One of our daughters raised chickens and was the county 4H chicken champion at 15 (20 years ago), another currently has 10. The next project was a 100x120mm 3D carve of a rooster using clip art included with VCarve Desktop. Roughed at 2000 mm/min with the ¼ down-cut at 6mm DOC (hey, it’s a test), took 5 minutes. While the machine and spindle handled that just fine it was a little too fast for the bit and old pine and tore out some chunks in the rooster’s legs. Decided to try finishing anyway, using a 3/32 ball nose at 1000 mmpm. Don’t know if I re-zeroed the bit wrong, or it was an amount to leave after a roughing issue, but it started making 5mm deep cuts. Amazingly no problem, and it worked out with the missing chunks. Using the feed rate sliders in Candle I increased the speed to 1500 mmpm, that got a little fuzzy so I backed off to about 1400.  It looked great and it finished in 53 minutes total with the same old pine shelving. The originally 18mm thick pine ended up at 6.5mm, with 3.5mm on the flat areas; sometimes mistakes make good tests :).
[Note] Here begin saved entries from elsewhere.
//! Semantic ABI items and the ABI-level directive set (`matches`, `explode`,
//! `expressions`) plus the semantic ABI as a whole (§3, §7).

use crate::parameter::SemanticParameter;
use crate::Error;
use semabi_abi::item::AbiItem;
use semabi_abi::parameter::{DataType, ParamKind, Parameter};
use semabi_codec::StorageType;
use semabi_expr::Expr;
use std::collections::{HashMap, HashSet};

#[derive(Debug, Clone, Copy, PartialEq, Eq)]
pub enum MatchType {
    Event,
    Function,
    Transfer,
}

#[derive(Debug, Clone, Copy, PartialEq, Eq)]
pub enum MatchAssert {
    OnlyOne,
    Many,
    OptionalOne,
}

#[derive(Debug, Clone)]
pub enum Predicate {
    Equal { source_col: String, matched_col: String },
    Bound { source_col: String, matched_col: String, lower: Option<f64>, upper: Option<f64> },
    InSet { source_col: String, matched_cols: Vec<String> },
}

impl Predicate {
    fn validate(&self) -> Result<(), Error> {
        if let Predicate::Bound { source_col, lower, upper, .. } = self {
            match (lower, upper) {
                (None, None) => return Err(Error::BoundMissingLowerAndUpper(source_col.clone())),
                (Some(l), Some(u)) if l > u => {
                    return Err(Error::BoundLowerGreaterThanUpper(source_col.clone()))
                }
                _ => {}
            }
        }
        Ok(())
    }
}

#[derive(Debug, Clone)]
pub struct Match {
    pub signature: Option<String>,
    pub match_type: MatchType,
    pub prefix: String,
    pub assert: MatchAssert,
    pub predicates: Vec<Predicate>,
}

#[derive(Debug, Clone)]
pub struct ItemExpression {
    pub name: String,
    pub expression: Expr,
    pub result_type: Option<StorageType>,
}

#[derive(Debug, Clone, Copy, PartialEq, Eq)]
pub enum ItemKind {
    Event,
    Function,
}

/// A single ABI item (event or function) augmented with the directives in §3:
/// `is_primary`, `explode`, `matches`, `expressions`.
#[derive(Debug, Clone)]
pub struct SemanticAbiItem {
    pub name: String,
    pub kind: ItemKind,
    pub inputs: Vec<SemanticParameter>,
    pub outputs: Vec<SemanticParameter>,
    pub is_primary: bool,
    pub explode: Vec<String>,
    pub matches: Vec<Match>,
    pub expressions: Vec<ItemExpression>,
}

impl SemanticAbiItem {
    /// Reconstructs the raw item (dropping semantic directives) for signature and
    /// hash synthesis, which only depend on the canonical type tree.
    pub fn raw_item(&self) -> AbiItem {
        let inputs = self.inputs.iter().map(to_raw_parameter).collect();
        match self.kind {
            ItemKind::Event => AbiItem::Event { name: self.name.clone(), inputs },
            ItemKind::Function => {
                let outputs = self.outputs.iter().map(to_raw_parameter).collect();
                AbiItem::Function { name: self.name.clone(), inputs, outputs }
            }
        }
    }

    pub fn signature(&self) -> String {
        self.raw_item().signature()
    }

    pub fn hash(&self) -> String {
        self.raw_item().hash()
    }

    fn validate_own_directives(&self) -> Result<(), Error> {
        if !self.is_primary
            && (!self.explode.is_empty() || !self.matches.is_empty() || !self.expressions.is_empty())
        {
            return Err(Error::NonPrimaryWithDirectives(self.name.clone()));
        }

        let mut input_names = HashSet::new();
        for param in &self.inputs {
            if !input_names.insert(&param.name) {
                return Err(Error::DuplicateParameterName(param.name.clone(), self.name.clone()));
            }
            param.validate(&self.name)?;
        }
        if self.kind == ItemKind::Function {
            let mut output_names = HashSet::new();
            for param in &self.outputs {
                if !output_names.insert(&param.name) {
                    return Err(Error::DuplicateParameterName(param.name.clone(), self.name.clone()));
                }
                if input_names.contains(&param.name) {
                    return Err(Error::InputOutputNameOverlap(self.name.clone(), param.name.clone()));
                }
                param.validate(&self.name)?;
            }
        }

        for path in &self.explode {
            resolve_explode_path(&self.inputs, path)
                .map_err(|e| annotate_path(e, path))?;
        }

        let mut many_count = 0;
        let mut seen_sig_prefix = HashSet::new();
        for m in &self.matches {
            if m.match_type != MatchType::Transfer && m.signature.is_none() {
                return Err(Error::MatchSignatureRequired);
            }
            if let Some(sig) = &m.signature {
                if sig == &self.signature() {
                    return Err(Error::MatchToSelf(self.name.clone()));
                }
            }
            let key = (m.signature.clone().unwrap_or_default(), m.prefix.clone());
            if !seen_sig_prefix.insert(key) {
                return Err(Error::DuplicateMatchSignaturePrefix(
                    m.signature.clone().unwrap_or_default(),
                    m.prefix.clone(),
                    self.name.clone(),
                ));
            }
            if self.inputs.iter().any(|p| p.name == m.prefix) || self.outputs.iter().any(|p| p.name == m.prefix)
            {
                return Err(Error::MatchPrefixCollision(m.prefix.clone(), self.name.clone()));
            }
            if m.assert == MatchAssert::Many {
                many_count += 1;
            }
            for predicate in &m.predicates {
                predicate.validate()?;
            }
        }
        if many_count > 1 {
            return Err(Error::MultipleManyMatches(self.name.clone()));
        }
        if many_count > 0 && !self.explode.is_empty() {
            return Err(Error::ManyMatchWithExplode(self.name.clone()));
        }

        let mut known: HashSet<String> = HashSet::new();
        for param in self.inputs.iter().chain(self.outputs.iter()) {
            param.flatten_names("", &mut Vec::new());
            let mut names = Vec::new();
            param.flatten_names("", &mut names);
            known.extend(names);
        }
        for expr in &self.expressions {
            for var in semabi_expr::referenced_variables(&expr.expression) {
                if !known.contains(&var) {
                    return Err(Error::ExpressionUnknownColumn(expr.name.clone(), var));
                }
            }
            known.insert(expr.name.clone());
        }

        Ok(())
    }
}

fn annotate_path(err: Error, path: &str) -> Error {
    match err {
        Error::ExplodePathNotFound(_) => Error::ExplodePathNotFound(path.to_string()),
        Error::ExplodePathNotArray(_) => Error::ExplodePathNotArray(path.to_string()),
        Error::ExplodePathArrayOfArrays(_) => Error::ExplodePathArrayOfArrays(path.to_string()),
        Error::ExplodePathExcluded(_) => Error::ExplodePathExcluded(path.to_string()),
        Error::ExplodePathNestedInArray(_) => Error::ExplodePathNestedInArray(path.to_string()),
        other => other,
    }
}

/// Walks a dot-path against a parameter list. At most one segment along the path may
/// be array-valued (the explode anchor); once found, later segments navigate the
/// structure of a single array element. A second array segment is rejected as
/// nested-in-array; an excluded segment at any point is rejected.
fn resolve_explode_path<'a>(params: &'a [SemanticParameter], path: &str) -> Result<&'a SemanticParameter, Error> {
    let segments: Vec<&str> = path.split('.').collect();
    let mut current = params;
    let mut found_array = false;
    let mut node: Option<&SemanticParameter> = None;

    for (i, segment) in segments.iter().enumerate() {
        let param = current
            .iter()
            .find(|p| p.name == *segment)
            .ok_or_else(|| Error::ExplodePathNotFound(String::new()))?;
        if param.exclude {
            return Err(Error::ExplodePathExcluded(String::new()));
        }
        if param.is_array || param.is_array_of_arrays {
            if found_array {
                return Err(Error::ExplodePathNestedInArray(String::new()));
            }
            if param.is_array_of_arrays {
                return Err(Error::ExplodePathArrayOfArrays(String::new()));
            }
            found_array = true;
        }
        let is_last = i == segments.len() - 1;
        if is_last {
            node = Some(param);
        } else {
            current = param.components();
        }
    }

    if !found_array {
        return Err(Error::ExplodePathNotArray(String::new()));
    }
    node.ok_or_else(|| Error::ExplodePathNotFound(String::new()))
}

fn to_raw_parameter(param: &SemanticParameter) -> Parameter {
    let kind = match &param.kind {
        crate::parameter::SemanticParamKind::Primitive(dt) => ParamKind::Primitive(*dt),
        crate::parameter::SemanticParamKind::Tuple(components) => {
            ParamKind::Tuple(components.iter().map(to_raw_parameter).collect())
        }
    };
    Parameter::new(param.name.clone(), kind)
        .expect("semantic parameter names are validated non-empty at construction")
        .indexed(param.is_indexed)
        .arrayed(param.is_array, param.is_array_of_arrays)
}

/// The whole semantic ABI: target chains, optional contract allow-list, table-scope
/// expressions, and the item set, keyed both by hash and by signature (§3).
#[derive(Debug, Clone)]
pub struct SemanticAbi {
    pub chains: Vec<String>,
    pub contract_allow_list: Vec<String>,
    pub table_expressions: Vec<ItemExpression>,
    items: Vec<SemanticAbiItem>,
    by_hash: HashMap<String, usize>,
    by_signature: HashMap<String, usize>,
}

impl SemanticAbi {
    pub fn new(
        chains: Vec<String>,
        contract_allow_list: Vec<String>,
        table_expressions: Vec<ItemExpression>,
        items: Vec<SemanticAbiItem>,
    ) -> Result<Self, Error> {
        if chains.is_empty() {
            return Err(Error::NoChains);
        }
        if !items.iter().any(|i| i.is_primary) {
            return Err(Error::NoPrimaryItem);
        }

        let contract_allow_list = contract_allow_list.into_iter().map(|a| a.to_lowercase()).collect();

        let mut by_hash = HashMap::new();
        let mut by_signature = HashMap::new();
        for (idx, item) in items.iter().enumerate() {
            item.validate_own_directives()?;
            let hash = item.hash();
            if by_hash.insert(hash.clone(), idx).is_some() {
                return Err(Error::DuplicateItemHash(hash));
            }
            by_signature.insert(item.signature(), idx);
        }

        let abi = SemanticAbi {
            chains,
            contract_allow_list,
            table_expressions,
            items,
            by_hash,
            by_signature,
        };

        for item in &abi.items {
            for m in &item.matches {
                if m.match_type == MatchType::Transfer {
                    continue;
                }
                let sig = m.signature.as_deref().unwrap_or_default();
                let target = abi.item_by_signature(sig).ok_or_else(|| Error::MatchSignatureUnresolved(sig.to_string()))?;
                let expects_event = m.match_type == MatchType::Event;
                if target.kind == ItemKind::Event && !expects_event {
                    return Err(Error::MatchSignatureUnresolved(sig.to_string()));
                }
                if target.kind == ItemKind::Function && expects_event {
                    return Err(Error::MatchSignatureUnresolved(sig.to_string()));
                }
            }
        }

        Ok(abi)
    }

    pub fn items(&self) -> &[SemanticAbiItem] {
        &self.items
    }

    pub fn primary_items(&self) -> impl Iterator<Item = &SemanticAbiItem> {
        self.items.iter().filter(|i| i.is_primary)
    }

    pub fn item_by_hash(&self, hash: &str) -> Option<&SemanticAbiItem> {
        self.by_hash.get(hash).map(|&idx| &self.items[idx])
    }

    pub fn item_by_signature(&self, signature: &str) -> Option<&SemanticAbiItem> {
        self.by_signature.get(signature).map(|&idx| &self.items[idx])
    }

    pub fn is_valid_for_chain(&self, chain: &str) -> bool {
        self.chains.iter().any(|c| c == chain)
    }

    pub fn allows_contract(&self, address: &str) -> bool {
        self.contract_allow_list.is_empty() || self.contract_allow_list.iter().any(|a| a == &address.to_lowercase())
    }
}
I used a raster with the grain for finishing, interestingly it produced a long shaving when cutting in one direction, and small chips in the other, a great example of climb vs conventional milling.

 

 

Overall

After only a few days with the machine, I’m very impressed with the V2, it’s much faster than the 300W 10K spindle and quarter inch two flute bits can handle and more rigid than I expected. It came with a 65mm router mount. I want to spend some time with the stock spindle and larger projects, and then swap it for a Makita trim router and ramp things up. It will be interesting when the expansion kits come out, I think this can be serious competition for similar-sized and higher-priced machines.